Dell reported total revenue of $26.12 billion for its second fiscal quarter 2022, which ended July 30, up 15% from the $22.73 billion reported for the second fiscal quarter 2021. Included in that total revenue was $14.3 billion in sales for the company’s Client Solution Group, or CSG, a 27 percent increase over the previous year. According to the company, commercial client device sales increased by 32% to $10.6 billion, while consumer client sales increased by 17% to $3.7 billion.

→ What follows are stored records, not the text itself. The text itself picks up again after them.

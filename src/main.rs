//! Joint range-of-motion measurement from recorded keypoint streams.

use anyhow::{bail, Context, Result};
use clap::Parser;
use log::{info, warn};
use rom_measurement::app::{AppConfig, ReplayApp};
use rom_measurement::config::Config;
use rom_measurement::joints::{BodySide, JointKey, JointRegistry, JointType, MovementType};
use std::path::PathBuf;

#[derive(Parser, Debug)]
#[command(author, version, about, long_about = None)]
struct Args {
    /// Recorded frames, one JSON frame per line
    #[arg(short, long)]
    frames: Option<PathBuf>,

    /// Joint to measure (knee, shoulder, hip, elbow, ankle, wrist)
    #[arg(short, long, default_value = "knee")]
    joint: JointType,

    /// Body side (left, right)
    #[arg(short, long, default_value = "left")]
    side: BodySide,

    /// Movement to measure (flexion, extension, abduction, ...)
    #[arg(short, long, default_value = "flexion")]
    movement: MovementType,

    /// Path to configuration file (YAML format)
    #[arg(short = 'C', long)]
    config: Option<PathBuf>,

    /// Append confirmed measurements to this JSON-lines file
    #[arg(short, long)]
    output: Option<PathBuf>,

    /// Confirm the reading automatically once it freezes
    #[arg(long)]
    auto_confirm: bool,

    /// Spacing of frames recorded without timestamps
    #[arg(long, default_value = "33")]
    frame_interval_ms: u64,

    /// Enable debug output
    #[arg(short, long)]
    debug: bool,

    /// Print all measurable joint movements and exit
    #[arg(long)]
    list_joints: bool,
}

fn main() -> Result<()> {
    let args = Args::parse();

    if args.debug {
        env_logger::init_from_env(env_logger::Env::new().default_filter_or("debug"));
    } else {
        env_logger::init_from_env(env_logger::Env::new().default_filter_or("info"));
    }

    if args.list_joints {
        for (key, joint) in JointRegistry::standard().iter() {
            let (min, max) = joint.normal_range;
            println!("{key:<32} {:<28} normal {min}°..{max}°", joint.label);
        }
        return Ok(());
    }

    let Some(frames_path) = args.frames else {
        bail!("--frames is required unless --list-joints is given");
    };

    let engine = if let Some(config_path) = &args.config {
        info!("Loading configuration from: {}", config_path.display());
        match Config::from_file(config_path) {
            Ok(cfg) => cfg,
            Err(e) => {
                warn!("Failed to load config file: {e}. Using defaults.");
                Config::default()
            }
        }
    } else {
        Config::default()
    };

    let config = AppConfig {
        frames_path,
        key: JointKey::new(args.joint, args.side, args.movement),
        engine,
        output: args.output,
        auto_confirm: args.auto_confirm,
        frame_interval_ms: args.frame_interval_ms,
    };

    let mut app = ReplayApp::new(config).context("Cannot start measurement")?;
    let summary = app.run().context("Replay failed")?;

    println!("Frames:      {}", summary.frames);
    println!("Final state: {}", summary.final_state());
    if let Some(status) = &summary.last_status {
        println!("Angle:       {:.1}°", status.current_angle);
        if let Some(condition) = status.validation_error {
            println!("Warning:     {condition}");
        }
    }
    if let Some(measurement) = &summary.measurement {
        println!("Measurement: {} ({})", measurement.neutral_zero_format, measurement.id);
    }
    if let Some(assessment) = summary.assessment {
        println!("Normal range: {assessment:?}");
    }
    if let Some(alert) = &summary.alert {
        println!("Alert ({:?}): {alert}", alert.severity());
    }

    Ok(())
}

Dell’s Infrastructure Solutions Group, or ISG, was also included in the total revenue figure, with total sales increasing 3 percent year on year. In terms of revenue breakdown, Dell reported server and networking revenue of $4.5 billion, up 6%, and storage revenue of $4.0 billion, down 1%.
Dell also reported $3.1 billion in VMware sales, up 8%, and $288 million in revenue from other businesses, down from $457 million last year. Dell’s GAAP net income for the quarter was $880 million, or $1.05 per share, down from $1.10 billion last year. Dell announced a non-GAAP net income of $1.9 billion, or $2.24 per share, up from $1.6 billion last year, or $1.92 per share.
Looking ahead, Dell forecasts above-normal sequential revenue growth in the third fiscal quarter of 2022, with revenue increase in the middle to high teens, according to Sweet. According to him, the company forecasts high single-digit sequential growth in the Client Solutions Group and low-digit sequential growth in the Infrastructure Solutions Group. Overall, revenue could increase by the mid-single digits on a sequential basis, rather than the usual 2% fall, he said.